The lines to copy are those holding the string "PortVars" in the entries below.

--- THE INPUT Enclosed Below ---

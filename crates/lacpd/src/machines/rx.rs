//! LACP Receive machine (802.1AX-2014 6.4.12).

use crate::aggregator::Selection;
use crate::event::{Action, Actions, MachineInput};
use crate::fsm::StateHolder;
use crate::machines::churn::ChurnEvent;
use crate::machines::mux::MuxEvent;
use crate::machines::periodic::PeriodicEvent;
use crate::port::PortVars;
use crate::timers::TimerKind;
use sonic_lacp_pdu::LacpPdu;
use sonic_lacp_types::LacpState;

#[derive(Debug, Clone, Copy, PartialEq, Eq)]
pub enum RxState {
    Initialize,
    PortDisabled,
    Expired,
    LacpDisabled,
    Defaulted,
    Current,
}

#[derive(Debug)]
pub enum RxEvent {
    Begin,
    /// port_enabled or lacp_enabled changed; the machine re-reads both.
    StatusChanged,
    PduReceived(LacpPdu),
    CurrentWhileExpired,
    PortMoved,
}

/// Consumes LACPDUs, maintains the partner operational record, and drives
/// re-selection whenever partner knowledge changes.
#[derive(Debug)]
pub struct RxMachine {
    state: StateHolder<RxState>,
}

impl RxMachine {
    pub fn new(port: u16) -> Self {
        RxMachine {
            state: StateHolder::new("rx", port as u32, RxState::Initialize),
        }
    }

    pub fn state(&self) -> RxState {
        self.state.current()
    }

    pub fn state_name(&self) -> &'static str {
        match self.state.current() {
            RxState::Initialize => "INITIALIZE",
            RxState::PortDisabled => "PORT_DISABLED",
            RxState::Expired => "EXPIRED",
            RxState::LacpDisabled => "LACP_DISABLED",
            RxState::Defaulted => "DEFAULTED",
            RxState::Current => "CURRENT",
        }
    }

    pub fn on_event(&mut self, vars: &mut PortVars, event: RxEvent, actions: &mut Actions) {
        match event {
            RxEvent::Begin => self.begin(vars, actions),
            RxEvent::StatusChanged => self.status_changed(vars, actions),
            RxEvent::PduReceived(pdu) => match self.state.current() {
                RxState::Expired | RxState::Defaulted | RxState::Current => {
                    self.current_rx(vars, pdu, actions)
                }
                // a PDU on a disabled port carries no meaning
                _ => self.state.ignored(&"lacpdu"),
            },
            RxEvent::CurrentWhileExpired => match self.state.current() {
                RxState::Current => self.enter_expired(vars, actions),
                RxState::Expired => self.enter_defaulted(vars, actions),
                // stale timer from an earlier state; drop it
                _ => self.state.ignored(&event),
            },
            RxEvent::PortMoved => self.begin(vars, actions),
        }
    }

    /// INITIALIZE entry, falling through to PORT_DISABLED.
    fn begin(&mut self, vars: &mut PortVars, actions: &mut Actions) {
        self.state.transition(RxState::Initialize);
        vars.selection = Selection::Unselected;
        vars.ready_n = false;
        vars.record_default();
        vars.actor_oper_state.clear(LacpState::EXPIRED);
        actions.push(Action::StopTimer(TimerKind::CurrentWhile));
        actions.push(Action::Machine(MachineInput::Mux(MuxEvent::SelectionChanged)));
        self.enter_port_disabled(vars, actions);
    }

    fn status_changed(&mut self, vars: &mut PortVars, actions: &mut Actions) {
        if !vars.port_enabled {
            if self.state.current() != RxState::PortDisabled {
                self.enter_port_disabled(vars, actions);
            }
            return;
        }

        match self.state.current() {
            RxState::PortDisabled => {
                if vars.lacp_enabled {
                    self.enter_expired(vars, actions);
                } else {
                    self.enter_lacp_disabled(vars, actions);
                }
            }
            RxState::Expired | RxState::Defaulted | RxState::Current => {
                if !vars.lacp_enabled {
                    self.enter_lacp_disabled(vars, actions);
                }
            }
            RxState::LacpDisabled => {
                if vars.lacp_enabled {
                    self.enter_expired(vars, actions);
                }
            }
            RxState::Initialize => {}
        }
    }

    fn enter_port_disabled(&mut self, vars: &mut PortVars, actions: &mut Actions) {
        self.state.transition(RxState::PortDisabled);
        vars.partner_oper.state.clear(LacpState::SYNC);
        actions.push(Action::StopTimer(TimerKind::CurrentWhile));
        actions.push(Action::Machine(MachineInput::Mux(MuxEvent::PartnerChanged)));
        actions.push(Action::Machine(MachineInput::Churn(ChurnEvent::Evaluate)));
        actions.push(Action::Reselect);

        // unconditional edges out of PORT_DISABLED once the port is up
        if vars.port_enabled {
            if vars.lacp_enabled {
                self.enter_expired(vars, actions);
            } else {
                self.enter_lacp_disabled(vars, actions);
            }
        }
    }

    fn enter_expired(&mut self, vars: &mut PortVars, actions: &mut Actions) {
        self.state.transition(RxState::Expired);
        vars.partner_oper.state.clear(LacpState::SYNC);
        vars.partner_oper.state.set(LacpState::TIMEOUT);
        vars.actor_oper_state.set(LacpState::EXPIRED);
        actions.push(Action::StartTimer(
            TimerKind::CurrentWhile,
            crate::timers::SHORT_TIMEOUT,
        ));
        actions.push(Action::Ntt);
        actions.push(Action::Machine(MachineInput::Mux(MuxEvent::PartnerChanged)));
        actions.push(Action::Machine(MachineInput::Churn(ChurnEvent::Evaluate)));
        actions.push(Action::Machine(MachineInput::Periodic(
            PeriodicEvent::Evaluate,
        )));
    }

    fn enter_lacp_disabled(&mut self, vars: &mut PortVars, actions: &mut Actions) {
        self.state.transition(RxState::LacpDisabled);
        vars.selection = Selection::Unselected;
        vars.ready_n = false;
        vars.record_default();
        vars.partner_oper.state.clear(LacpState::AGGREGATION);
        vars.actor_oper_state.clear(LacpState::EXPIRED);
        actions.push(Action::StopTimer(TimerKind::CurrentWhile));
        actions.push(Action::Machine(MachineInput::Mux(MuxEvent::SelectionChanged)));
        actions.push(Action::Machine(MachineInput::Periodic(
            PeriodicEvent::Evaluate,
        )));
        actions.push(Action::Reselect);
    }

    fn enter_defaulted(&mut self, vars: &mut PortVars, actions: &mut Actions) {
        self.state.transition(RxState::Defaulted);
        // update_Default_Selected: falling back to a different partner
        // record invalidates the current selection
        if !vars.partner_admin.same_participant(&vars.partner_oper) {
            vars.selection = Selection::Unselected;
            vars.ready_n = false;
            actions.push(Action::Machine(MachineInput::Mux(MuxEvent::SelectionChanged)));
        }
        vars.record_default();
        vars.actor_oper_state.clear(LacpState::EXPIRED);
        actions.push(Action::StopTimer(TimerKind::CurrentWhile));
        actions.push(Action::Machine(MachineInput::Mux(MuxEvent::PartnerChanged)));
        actions.push(Action::Machine(MachineInput::Churn(ChurnEvent::Evaluate)));
        actions.push(Action::Machine(MachineInput::Periodic(
            PeriodicEvent::Evaluate,
        )));
        actions.push(Action::Reselect);
    }

    /// A PDU arrived while we are running: record it and become CURRENT.
    fn current_rx(&mut self, vars: &mut PortVars, pdu: LacpPdu, actions: &mut Actions) {
        // an identical actor record only refreshes the timer; suppressing the
        // re-record avoids churning selection on every periodic PDU
        if self.state.current() == RxState::Current && pdu.actor == vars.partner_oper {
            self.update_ntt(vars, &pdu, actions);
            actions.push(Action::StartTimer(
                TimerKind::CurrentWhile,
                vars.current_while_interval(),
            ));
            return;
        }

        // update_Selected: a different partner invalidates the selection
        if !pdu.actor.same_participant(&vars.partner_oper) {
            vars.selection = Selection::Unselected;
            vars.ready_n = false;
            actions.push(Action::Machine(MachineInput::Mux(MuxEvent::SelectionChanged)));
        }

        self.update_ntt(vars, &pdu, actions);

        // recordPDU
        vars.partner_oper = pdu.actor;
        vars.partner_collector_max_delay = pdu.collector_max_delay;
        vars.actor_oper_state.clear(LacpState::DEFAULTED);
        vars.actor_oper_state.clear(LacpState::EXPIRED);

        // Partner_Oper_Port_State.Synchronization: the partner is in sync
        // with us if its view of us matches who we are and it claims Sync
        let sees_us = pdu.partner.system == vars.actor_system
            && pdu.partner.key == vars.actor_oper_key
            && pdu.partner.port == vars.actor_port
            && pdu.partner.state.aggregation() == vars.actor_oper_state.aggregation();
        vars.partner_oper
            .state
            .assign(LacpState::SYNC, sees_us && pdu.actor.state.sync());

        self.state.transition(RxState::Current);
        actions.push(Action::StartTimer(
            TimerKind::CurrentWhile,
            vars.current_while_interval(),
        ));
        actions.push(Action::Machine(MachineInput::Mux(MuxEvent::PartnerChanged)));
        actions.push(Action::Machine(MachineInput::Periodic(
            PeriodicEvent::Evaluate,
        )));
        actions.push(Action::Machine(MachineInput::Churn(ChurnEvent::Evaluate)));
        actions.push(Action::Reselect);
        actions.push(Action::CheckPortMoved {
            partner_system: pdu.actor.system,
            partner_port: pdu.actor.port.number,
        });
    }

    /// update_NTT: if the partner's view of us is stale, answer right away.
    fn update_ntt(&self, vars: &PortVars, pdu: &LacpPdu, actions: &mut Actions) {
        const VIEW_BITS: u8 =
            LacpState::ACTIVITY | LacpState::TIMEOUT | LacpState::AGGREGATION | LacpState::SYNC;

        let view_current = pdu.partner.system == vars.actor_system
            && pdu.partner.key == vars.actor_oper_key
            && pdu.partner.port == vars.actor_port
            && pdu.partner.state.bits() & VIEW_BITS == vars.actor_oper_state.bits() & VIEW_BITS;
        if !view_current {
            actions.push(Action::Ntt);
        }
    }
}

--- End of Enclosed THE INPUT ---

◆ REPLY:
use crate::port::PortVars;
    pub fn on_event(&mut self, vars: &mut PortVars, event: RxEvent, actions: &mut Actions) {
    fn begin(&mut self, vars: &mut PortVars, actions: &mut Actions) {
    fn status_changed(&mut self, vars: &mut PortVars, actions: &mut Actions) {
    fn enter_port_disabled(&mut self, vars: &mut PortVars, actions: &mut Actions) {
    fn enter_expired(&mut self, vars: &mut PortVars, actions: &mut Actions) {
    fn enter_lacp_disabled(&mut self, vars: &mut PortVars, actions: &mut Actions) {
    fn enter_defaulted(&mut self, vars: &mut PortVars, actions: &mut Actions) {
    fn current_rx(&mut self, vars: &mut PortVars, pdu: LacpPdu, actions: &mut Actions) {
    fn update_ntt(&self, vars: &PortVars, pdu: &LacpPdu, actions: &mut Actions) {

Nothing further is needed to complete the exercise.